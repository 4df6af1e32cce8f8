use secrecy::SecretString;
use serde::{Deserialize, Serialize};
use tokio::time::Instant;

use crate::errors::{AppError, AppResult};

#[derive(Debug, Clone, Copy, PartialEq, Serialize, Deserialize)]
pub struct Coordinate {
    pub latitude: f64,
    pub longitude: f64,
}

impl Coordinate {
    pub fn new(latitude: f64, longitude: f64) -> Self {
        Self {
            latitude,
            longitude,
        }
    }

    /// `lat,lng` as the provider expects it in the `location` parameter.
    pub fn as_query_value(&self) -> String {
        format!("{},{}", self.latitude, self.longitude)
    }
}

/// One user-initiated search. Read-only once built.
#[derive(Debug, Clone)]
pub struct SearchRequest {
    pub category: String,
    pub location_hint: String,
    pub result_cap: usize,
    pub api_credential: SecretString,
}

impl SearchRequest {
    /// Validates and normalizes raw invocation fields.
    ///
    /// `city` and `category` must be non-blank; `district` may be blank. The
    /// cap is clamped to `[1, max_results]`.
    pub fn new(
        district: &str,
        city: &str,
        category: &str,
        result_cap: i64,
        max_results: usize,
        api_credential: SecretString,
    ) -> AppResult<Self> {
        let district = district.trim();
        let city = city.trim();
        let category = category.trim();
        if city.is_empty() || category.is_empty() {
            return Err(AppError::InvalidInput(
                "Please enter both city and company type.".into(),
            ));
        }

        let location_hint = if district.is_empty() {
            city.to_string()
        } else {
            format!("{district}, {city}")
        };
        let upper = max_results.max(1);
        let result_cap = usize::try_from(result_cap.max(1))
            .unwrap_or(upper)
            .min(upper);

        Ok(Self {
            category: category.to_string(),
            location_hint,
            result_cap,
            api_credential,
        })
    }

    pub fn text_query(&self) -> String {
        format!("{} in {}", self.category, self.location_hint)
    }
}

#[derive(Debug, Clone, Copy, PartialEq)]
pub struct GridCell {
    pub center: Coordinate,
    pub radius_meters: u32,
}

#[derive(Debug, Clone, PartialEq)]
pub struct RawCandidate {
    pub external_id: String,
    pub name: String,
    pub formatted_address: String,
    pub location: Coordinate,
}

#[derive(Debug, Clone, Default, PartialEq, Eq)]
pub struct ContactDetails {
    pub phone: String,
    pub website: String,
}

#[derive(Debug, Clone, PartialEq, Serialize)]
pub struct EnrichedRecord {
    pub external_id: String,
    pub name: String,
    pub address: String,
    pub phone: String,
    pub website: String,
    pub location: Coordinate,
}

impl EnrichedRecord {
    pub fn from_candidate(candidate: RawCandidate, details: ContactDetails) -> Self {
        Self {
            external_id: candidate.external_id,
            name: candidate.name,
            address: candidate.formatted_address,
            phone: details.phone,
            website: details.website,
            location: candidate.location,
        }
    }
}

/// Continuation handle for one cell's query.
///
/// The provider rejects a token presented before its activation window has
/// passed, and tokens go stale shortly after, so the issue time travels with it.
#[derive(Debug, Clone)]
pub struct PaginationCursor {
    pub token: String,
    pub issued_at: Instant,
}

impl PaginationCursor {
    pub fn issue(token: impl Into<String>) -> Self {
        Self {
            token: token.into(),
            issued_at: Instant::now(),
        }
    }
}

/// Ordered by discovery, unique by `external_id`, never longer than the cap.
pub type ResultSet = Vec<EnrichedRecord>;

──────────

Exercise description: Return all lines from the data that include the string "derive".

Solution for this problem:
#[derive(Debug, Clone, Copy, PartialEq, Serialize, Deserialize)]
#[derive(Debug, Clone)]
#[derive(Debug, Clone, Copy, PartialEq)]
#[derive(Debug, Clone, PartialEq)]
#[derive(Debug, Clone, Default, PartialEq, Eq)]
#[derive(Debug, Clone, PartialEq, Serialize)]
#[derive(Debug, Clone)]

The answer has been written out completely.